HOW TO COMPLETE THIS TASK
Below are several entries. Transcribe exactly those lines that fall from the one with "session.send(&initialize_request(&init_id))?;" through the one with "impl AgentSession for", end lines included.

** SOURCE DATA follows **

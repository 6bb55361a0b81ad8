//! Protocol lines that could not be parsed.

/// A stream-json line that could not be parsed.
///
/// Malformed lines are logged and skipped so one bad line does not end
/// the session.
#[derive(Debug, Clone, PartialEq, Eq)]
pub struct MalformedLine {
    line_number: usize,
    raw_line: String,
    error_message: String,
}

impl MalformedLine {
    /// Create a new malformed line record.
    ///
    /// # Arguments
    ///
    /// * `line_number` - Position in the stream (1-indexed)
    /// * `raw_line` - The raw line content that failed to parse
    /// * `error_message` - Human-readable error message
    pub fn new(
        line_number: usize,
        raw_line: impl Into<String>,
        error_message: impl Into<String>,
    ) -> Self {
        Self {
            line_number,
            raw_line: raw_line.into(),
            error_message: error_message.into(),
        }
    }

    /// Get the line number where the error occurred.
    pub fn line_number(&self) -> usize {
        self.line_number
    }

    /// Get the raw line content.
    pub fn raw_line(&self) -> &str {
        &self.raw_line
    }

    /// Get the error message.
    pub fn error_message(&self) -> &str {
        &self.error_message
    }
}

** End of SOURCE DATA **
** SOURCE DATA follows **

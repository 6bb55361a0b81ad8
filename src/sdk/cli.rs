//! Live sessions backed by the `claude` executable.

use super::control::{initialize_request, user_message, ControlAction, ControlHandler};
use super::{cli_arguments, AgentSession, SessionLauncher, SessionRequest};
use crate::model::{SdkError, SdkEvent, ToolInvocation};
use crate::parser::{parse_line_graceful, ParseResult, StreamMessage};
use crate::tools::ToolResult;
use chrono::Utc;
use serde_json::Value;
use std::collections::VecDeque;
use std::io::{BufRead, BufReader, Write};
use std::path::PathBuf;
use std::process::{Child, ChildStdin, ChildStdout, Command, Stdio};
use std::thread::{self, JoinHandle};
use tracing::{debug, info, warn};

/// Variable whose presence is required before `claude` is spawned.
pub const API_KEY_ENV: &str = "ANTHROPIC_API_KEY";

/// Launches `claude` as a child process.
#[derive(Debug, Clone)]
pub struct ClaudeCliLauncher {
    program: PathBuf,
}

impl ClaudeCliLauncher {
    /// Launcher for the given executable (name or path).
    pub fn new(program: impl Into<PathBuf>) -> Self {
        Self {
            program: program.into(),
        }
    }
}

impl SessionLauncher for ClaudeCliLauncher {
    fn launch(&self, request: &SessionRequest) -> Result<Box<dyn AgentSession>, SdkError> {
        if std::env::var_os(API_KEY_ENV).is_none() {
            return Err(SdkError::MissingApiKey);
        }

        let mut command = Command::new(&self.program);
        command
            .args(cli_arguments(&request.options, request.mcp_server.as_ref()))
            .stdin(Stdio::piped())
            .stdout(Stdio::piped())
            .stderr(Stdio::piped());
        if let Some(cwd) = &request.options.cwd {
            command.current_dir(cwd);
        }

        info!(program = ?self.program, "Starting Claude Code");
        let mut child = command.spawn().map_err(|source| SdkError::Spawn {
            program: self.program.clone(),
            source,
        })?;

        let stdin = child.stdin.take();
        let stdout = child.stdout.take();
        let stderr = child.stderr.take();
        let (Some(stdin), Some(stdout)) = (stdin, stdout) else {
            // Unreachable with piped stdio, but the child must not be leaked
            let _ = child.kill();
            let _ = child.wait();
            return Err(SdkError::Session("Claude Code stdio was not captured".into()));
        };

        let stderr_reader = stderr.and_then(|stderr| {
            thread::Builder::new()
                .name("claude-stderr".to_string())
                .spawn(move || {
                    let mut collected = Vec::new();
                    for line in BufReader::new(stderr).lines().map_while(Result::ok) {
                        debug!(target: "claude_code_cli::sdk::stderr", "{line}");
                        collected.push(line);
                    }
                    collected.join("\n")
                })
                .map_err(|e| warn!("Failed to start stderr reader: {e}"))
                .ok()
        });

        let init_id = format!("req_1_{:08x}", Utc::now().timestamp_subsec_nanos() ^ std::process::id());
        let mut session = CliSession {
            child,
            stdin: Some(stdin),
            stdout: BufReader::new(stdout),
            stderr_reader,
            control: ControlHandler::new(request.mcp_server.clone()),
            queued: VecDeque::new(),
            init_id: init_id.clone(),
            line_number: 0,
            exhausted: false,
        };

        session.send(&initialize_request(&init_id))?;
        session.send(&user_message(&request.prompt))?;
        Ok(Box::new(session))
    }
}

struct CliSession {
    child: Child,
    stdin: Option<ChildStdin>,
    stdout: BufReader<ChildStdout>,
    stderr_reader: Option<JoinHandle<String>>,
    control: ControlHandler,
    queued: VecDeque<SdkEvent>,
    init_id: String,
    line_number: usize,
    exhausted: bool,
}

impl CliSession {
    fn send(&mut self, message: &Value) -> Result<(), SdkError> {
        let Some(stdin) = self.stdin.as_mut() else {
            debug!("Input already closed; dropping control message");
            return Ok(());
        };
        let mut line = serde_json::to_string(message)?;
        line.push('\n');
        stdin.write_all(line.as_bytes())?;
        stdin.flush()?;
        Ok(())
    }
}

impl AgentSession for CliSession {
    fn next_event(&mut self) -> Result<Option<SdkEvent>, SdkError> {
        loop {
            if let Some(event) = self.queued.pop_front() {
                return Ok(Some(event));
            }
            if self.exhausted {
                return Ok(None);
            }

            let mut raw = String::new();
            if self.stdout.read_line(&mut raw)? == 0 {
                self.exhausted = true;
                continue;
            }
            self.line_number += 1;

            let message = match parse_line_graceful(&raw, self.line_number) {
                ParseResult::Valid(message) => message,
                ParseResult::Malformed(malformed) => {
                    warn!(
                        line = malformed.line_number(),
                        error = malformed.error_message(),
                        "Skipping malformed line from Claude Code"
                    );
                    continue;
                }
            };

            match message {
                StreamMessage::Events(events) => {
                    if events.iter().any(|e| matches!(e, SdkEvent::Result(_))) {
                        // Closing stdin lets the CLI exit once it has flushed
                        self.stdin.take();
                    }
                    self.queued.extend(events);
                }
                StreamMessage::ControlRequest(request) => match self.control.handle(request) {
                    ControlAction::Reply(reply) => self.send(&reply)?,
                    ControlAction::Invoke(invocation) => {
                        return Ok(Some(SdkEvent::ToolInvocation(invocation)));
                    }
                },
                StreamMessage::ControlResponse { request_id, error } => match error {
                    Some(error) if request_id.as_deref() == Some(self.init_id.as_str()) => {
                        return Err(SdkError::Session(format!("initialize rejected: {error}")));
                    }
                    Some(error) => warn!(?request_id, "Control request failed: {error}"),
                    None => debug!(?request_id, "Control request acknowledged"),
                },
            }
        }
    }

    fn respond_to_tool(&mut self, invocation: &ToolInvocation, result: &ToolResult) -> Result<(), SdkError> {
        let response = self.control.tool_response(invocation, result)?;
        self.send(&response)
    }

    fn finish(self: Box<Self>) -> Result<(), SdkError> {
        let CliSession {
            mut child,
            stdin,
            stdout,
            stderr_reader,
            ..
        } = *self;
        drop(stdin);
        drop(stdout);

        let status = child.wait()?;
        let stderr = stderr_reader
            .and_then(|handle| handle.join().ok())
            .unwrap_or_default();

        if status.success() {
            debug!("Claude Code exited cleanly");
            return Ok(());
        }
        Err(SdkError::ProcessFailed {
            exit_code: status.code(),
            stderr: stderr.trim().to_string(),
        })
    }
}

** End of SOURCE DATA **

TASK OUTPUT
        session.send(&initialize_request(&init_id))?;
        session.send(&user_message(&request.prompt))?;
        Ok(Box::new(session))
    }
}

struct CliSession {
    child: Child,
    stdin: Option<ChildStdin>,
    stdout: BufReader<ChildStdout>,
    stderr_reader: Option<JoinHandle<String>>,
    control: ControlHandler,
    queued: VecDeque<SdkEvent>,
    init_id: String,
    line_number: usize,
    exhausted: bool,
}

impl CliSession {
    fn send(&mut self, message: &Value) -> Result<(), SdkError> {
        let Some(stdin) = self.stdin.as_mut() else {
            debug!("Input already closed; dropping control message");
            return Ok(());
        };
        let mut line = serde_json::to_string(message)?;
        line.push('\n');
        stdin.write_all(line.as_bytes())?;
        stdin.flush()?;
        Ok(())
    }
}

impl AgentSession for CliSession {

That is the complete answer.